The Gypsy King, whose vocation loomed finished when he left the sport for more than two years amid public engagements with craving and mental illness, made good on his promise to press for a knockout in the heatedly envisioned rematch against a humankind regarded as boxing’s most dangerous puncher. As promised, he came forward from the opening bell, declined the advocate for the first time in a decade with a right hand to the temple in the third round, then again with a clubbing left to the body in the fifth.

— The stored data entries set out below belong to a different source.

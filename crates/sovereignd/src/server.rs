//! HTTP server for sovereignd

use crate::routes;
use anyhow::Result;
use axum::Router;
use sovereign_common::Config;
use std::sync::atomic::AtomicU64;
use std::sync::Arc;
use std::time::Instant;
use tower_http::trace::TraceLayer;
use tracing::info;

/// Application state shared across handlers
pub struct AppState {
    pub config: Config,
    /// Completed runs since start or last reset
    pub run_count: AtomicU64,
    pub start_time: Instant,
}

impl AppState {
    pub fn new(config: Config) -> Self {
        Self {
            config,
            run_count: AtomicU64::new(0),
            start_time: Instant::now(),
        }
    }
}

/// Build the router with every route group attached
pub fn app(state: Arc<AppState>) -> Router {
    Router::new()
        .merge(routes::page_routes())
        .merge(routes::run_routes())
        .merge(routes::health_routes())
        .merge(routes::stats_routes())
        .merge(routes::stage_routes())
        .merge(routes::lookup_routes())
        .with_state(state)
        .layer(TraceLayer::new_for_http())
}

/// Run the HTTP server
pub async fn run(config: Config) -> Result<()> {
    let addr = config.server.bind_addr.clone();
    let state = Arc::new(AppState::new(config));

    let listener = tokio::net::TcpListener::bind(&addr).await?;
    info!("  Listening on http://{}", addr);

    axum::serve(listener, app(state)).await?;
    Ok(())
}
//! Sovereign Control - runs the recovery pipeline from a terminal.
//!
//! Executes in-process; no daemon is needed.

use anyhow::{Context, Result};
use clap::{Parser, Subcommand};
use owo_colors::OwoColorize;
use sovereign_common::{AgentSettings, Config, RunRecord, SovereignAgent, StageLog};
use std::time::Duration;
use tracing_subscriber::EnvFilter;

#[derive(Parser)]
#[command(name = "sovereignctl")]
#[command(about = "Sovereign Executive Agent - crisis recovery demo", long_about = None)]
#[command(version)]
struct Cli {
    #[command(subcommand)]
    command: Commands,
}

#[derive(Subcommand)]
enum Commands {
    /// Run the eight-stage recovery protocol
    Run {
        /// Incident description (defaults to the configured one)
        incident: Option<String>,

        /// Ask the local model for the stage 4 narrative
        #[arg(long, conflicts_with = "no_llm")]
        llm: bool,

        /// Use the static narrative even if the config enables the model
        #[arg(long)]
        no_llm: bool,

        /// Seconds between stages, clamped to the configured range
        #[arg(long)]
        delay: Option<f64>,

        /// Print the full run record as JSON instead of the timeline
        #[arg(long)]
        json: bool,
    },

    /// List the eight stages
    Stages,
}

#[tokio::main]
async fn main() -> Result<()> {
    // Quiet by default so the timeline stays readable
    tracing_subscriber::fmt()
        .with_env_filter(EnvFilter::try_from_default_env().unwrap_or_else(|_| EnvFilter::new("warn")))
        .with_writer(std::io::stderr)
        .init();

    let cli = Cli::parse();

    match cli.command {
        Commands::Run {
            incident,
            llm,
            no_llm,
            delay,
            json,
        } => run(incident, llm_choice(llm, no_llm), delay, json).await,
        Commands::Stages => {
            stages();
            Ok(())
        }
    }
}

/// `--llm` / `--no-llm` as an override; neither defers to the config
fn llm_choice(llm: bool, no_llm: bool) -> Option<bool> {
    match (llm, no_llm) {
        (true, _) => Some(true),
        (_, true) => Some(false),
        _ => None,
    }
}

async fn run(incident: Option<String>, llm: Option<bool>, delay: Option<f64>, json: bool) -> Result<()> {
    let config = Config::load();
    let incident = incident.unwrap_or_else(|| config.presentation.default_incident.clone());
    let use_llm = llm.unwrap_or(config.llm.enabled);
    let delay = config
        .presentation
        .clamp_delay(delay.unwrap_or(config.presentation.delay_secs));

    let mut agent = SovereignAgent::new(&AgentSettings::from_config(&config, use_llm))
        .context("Error initializing agent")?;
    let record = agent.run(&incident).await.context("Execution error")?;

    if json {
        println!("{}", serde_json::to_string_pretty(&record)?);
        return Ok(());
    }

    println!();
    println!("{}", "🛡️  SOVEREIGN EXECUTIVE AGENT".bold());
    println!("    Incident: {}", record.incident.cyan());
    println!(
        "    Mode: {}",
        if agent.uses_llm() { "local model" } else { "simulation" }.dimmed()
    );

    for (i, log) in record.stage_logs.iter().enumerate() {
        if i > 0 {
            tokio::time::sleep(Duration::from_secs_f64(delay)).await;
        }
        print_stage(log);
    }

    print_final(&record)
}

fn print_stage(log: &StageLog) {
    println!();
    println!(
        "{} {}",
        format!("STAGE {}:", log.stage).bold().blue(),
        log.name.bold()
    );
    println!("  {} {}", log.timestamp.dimmed(), format!("💡 {}", log.concept).magenta());
    for action in &log.actions {
        println!("  {}", action);
    }

    if let Some(reasoning) = &log.llm_reasoning {
        println!("  {}", "🧠 LLM Reasoning Output".yellow());
        for line in reasoning.lines() {
            println!("    {}", line);
        }
    }
    if let Some(message) = &log.executive_message {
        println!("  {}", "📨 Executive Notification".yellow());
        for line in message.lines() {
            println!("    {}", line);
        }
    }

    println!("  {} {}", "Key Insight:".green().bold(), log.key_insight);
}

fn print_final(record: &RunRecord) -> Result<()> {
    println!();
    println!("{}", "✅ MISSION RECOVERY COMPLETE".green().bold());
    if let Some(solution) = &record.final_solution {
        println!("{}", serde_json::to_string_pretty(solution)?);
    }
    Ok(())
}

fn stages() {
    println!("{}", "Recovery stages".bold());
    for summary in SovereignAgent::stage_summary() {
        println!(
            "  {:>2}. {:<22} {}",
            summary.stage,
            summary.name.cyan(),
            summary.description.dimmed()
        );
    }
}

By the sixth, Wilder was bleeding from his left ear, his legs were vanished and he loomed unable to adequately defend himself as Fury relentlessly picked him apart. When referee Kenny Bayless curved it off at the 1:39 symbol of the seventh after the champion’s corner propelled in the towel, it set off scenes of pandemonium among the sold-out crowd of 15,816 at the MGM Grand Garden Arena.
” He will be back ,” said Fury, who serenaded the gathering with a portrayal of Don McLean’s American Pie immediately afterward.” He will be champion again. But I will say, the ruler has returned to the top of the throne .”
The conventional wisdom prescribed that Fury would have been well-suited to reprise the tactics from their epic separate reap 15 months back, when he spent most of the evening boxing Wilder’s ears off with erratic ploys, a stubbornly effective thrusting and nimble upper-body movement belying his towering 6ft 9in make. Even after sustain knockdowns in the ninth and 12 th rounds, the latter of which left him seemingly subconscious on descent, Fury came off the flooring every time and finished the round get the better of the exchanges.
For Saturday’s rematch, Fury changed Ben Davison, the adroit young trainer who marshaled his astonishing comeback from a personal abyss, with the Kronk Gym alumnus SugarHill Steward. He purposely backpack on extra force, gobbling six banquets and drinking eight litres of liquid daily in search of a sizing advantage against the lighter American, coming in at 273 lb at Friday’s weigh-in compared to Wilder’s career-high 231 lb.